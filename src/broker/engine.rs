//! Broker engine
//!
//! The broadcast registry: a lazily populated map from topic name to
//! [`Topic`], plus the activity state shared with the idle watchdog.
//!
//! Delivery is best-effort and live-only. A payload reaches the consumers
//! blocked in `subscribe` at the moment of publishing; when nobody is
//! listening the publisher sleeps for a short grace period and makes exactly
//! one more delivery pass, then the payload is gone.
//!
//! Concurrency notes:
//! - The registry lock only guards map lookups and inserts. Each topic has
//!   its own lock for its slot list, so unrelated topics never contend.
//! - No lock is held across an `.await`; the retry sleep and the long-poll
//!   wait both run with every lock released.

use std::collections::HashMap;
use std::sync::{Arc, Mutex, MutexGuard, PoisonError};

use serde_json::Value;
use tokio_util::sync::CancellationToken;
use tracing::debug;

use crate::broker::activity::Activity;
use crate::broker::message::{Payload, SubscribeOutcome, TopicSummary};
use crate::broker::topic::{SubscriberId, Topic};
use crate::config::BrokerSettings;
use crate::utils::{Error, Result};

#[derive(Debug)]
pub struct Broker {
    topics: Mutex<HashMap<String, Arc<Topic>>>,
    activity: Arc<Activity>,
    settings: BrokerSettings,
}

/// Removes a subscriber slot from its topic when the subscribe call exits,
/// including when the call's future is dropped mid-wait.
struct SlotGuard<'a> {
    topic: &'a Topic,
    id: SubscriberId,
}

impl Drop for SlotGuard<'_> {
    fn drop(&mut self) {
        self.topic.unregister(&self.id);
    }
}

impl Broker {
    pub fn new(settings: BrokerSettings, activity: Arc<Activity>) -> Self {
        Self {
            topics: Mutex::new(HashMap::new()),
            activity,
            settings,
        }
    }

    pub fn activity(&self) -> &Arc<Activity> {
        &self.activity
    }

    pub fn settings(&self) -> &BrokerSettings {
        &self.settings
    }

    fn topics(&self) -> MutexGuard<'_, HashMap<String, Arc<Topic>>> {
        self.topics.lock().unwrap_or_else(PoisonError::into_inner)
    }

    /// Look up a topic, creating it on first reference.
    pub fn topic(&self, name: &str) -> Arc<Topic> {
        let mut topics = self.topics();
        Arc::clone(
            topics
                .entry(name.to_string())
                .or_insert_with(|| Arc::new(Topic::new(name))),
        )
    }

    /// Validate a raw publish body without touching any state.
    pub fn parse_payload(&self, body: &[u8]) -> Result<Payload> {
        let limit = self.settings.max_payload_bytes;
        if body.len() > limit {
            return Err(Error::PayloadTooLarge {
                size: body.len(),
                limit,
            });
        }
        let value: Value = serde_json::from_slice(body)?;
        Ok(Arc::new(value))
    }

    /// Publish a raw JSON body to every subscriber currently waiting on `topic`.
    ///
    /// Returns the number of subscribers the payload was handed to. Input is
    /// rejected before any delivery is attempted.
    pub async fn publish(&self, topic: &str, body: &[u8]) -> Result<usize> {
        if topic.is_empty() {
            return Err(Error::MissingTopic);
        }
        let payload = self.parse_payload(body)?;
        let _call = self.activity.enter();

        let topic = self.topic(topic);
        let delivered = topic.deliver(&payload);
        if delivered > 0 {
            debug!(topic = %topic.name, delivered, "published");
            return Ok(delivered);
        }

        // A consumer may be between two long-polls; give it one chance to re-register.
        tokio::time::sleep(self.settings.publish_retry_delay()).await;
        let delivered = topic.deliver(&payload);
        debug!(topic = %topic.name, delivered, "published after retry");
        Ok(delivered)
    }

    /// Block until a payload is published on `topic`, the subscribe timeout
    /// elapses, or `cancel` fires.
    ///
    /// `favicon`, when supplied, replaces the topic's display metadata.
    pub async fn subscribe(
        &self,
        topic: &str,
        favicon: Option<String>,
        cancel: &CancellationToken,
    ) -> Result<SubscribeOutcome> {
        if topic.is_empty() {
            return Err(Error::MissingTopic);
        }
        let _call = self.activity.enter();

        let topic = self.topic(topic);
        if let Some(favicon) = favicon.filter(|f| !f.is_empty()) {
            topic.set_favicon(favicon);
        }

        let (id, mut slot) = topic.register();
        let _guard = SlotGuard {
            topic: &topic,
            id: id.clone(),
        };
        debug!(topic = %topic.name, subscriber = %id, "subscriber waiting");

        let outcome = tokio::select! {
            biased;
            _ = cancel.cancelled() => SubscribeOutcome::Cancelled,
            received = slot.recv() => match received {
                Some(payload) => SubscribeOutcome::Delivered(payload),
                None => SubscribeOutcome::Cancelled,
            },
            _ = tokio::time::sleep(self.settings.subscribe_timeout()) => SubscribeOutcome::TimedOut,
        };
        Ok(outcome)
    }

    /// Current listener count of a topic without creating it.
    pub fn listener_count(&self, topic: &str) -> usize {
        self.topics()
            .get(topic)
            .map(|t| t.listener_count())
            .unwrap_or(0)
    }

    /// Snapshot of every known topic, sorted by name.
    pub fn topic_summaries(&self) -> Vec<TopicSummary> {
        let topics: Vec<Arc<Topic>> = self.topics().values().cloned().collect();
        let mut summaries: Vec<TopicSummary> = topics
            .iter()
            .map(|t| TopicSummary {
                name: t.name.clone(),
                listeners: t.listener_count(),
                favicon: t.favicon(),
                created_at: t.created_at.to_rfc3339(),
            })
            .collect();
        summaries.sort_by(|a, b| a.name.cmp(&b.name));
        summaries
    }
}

======

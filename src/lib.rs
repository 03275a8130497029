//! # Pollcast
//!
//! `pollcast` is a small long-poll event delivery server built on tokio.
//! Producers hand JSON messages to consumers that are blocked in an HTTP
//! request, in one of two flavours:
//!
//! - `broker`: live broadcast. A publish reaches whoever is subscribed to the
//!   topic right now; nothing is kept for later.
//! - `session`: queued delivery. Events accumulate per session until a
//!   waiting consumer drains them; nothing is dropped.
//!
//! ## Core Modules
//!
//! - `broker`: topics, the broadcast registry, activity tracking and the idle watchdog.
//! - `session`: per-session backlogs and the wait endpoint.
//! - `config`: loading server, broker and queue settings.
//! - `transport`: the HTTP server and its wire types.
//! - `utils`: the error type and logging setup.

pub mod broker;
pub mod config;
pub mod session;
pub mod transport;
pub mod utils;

======

Your instructions: Give the number of lines in the listing that hold the word "transport", with no other words.

Answer for the task: 2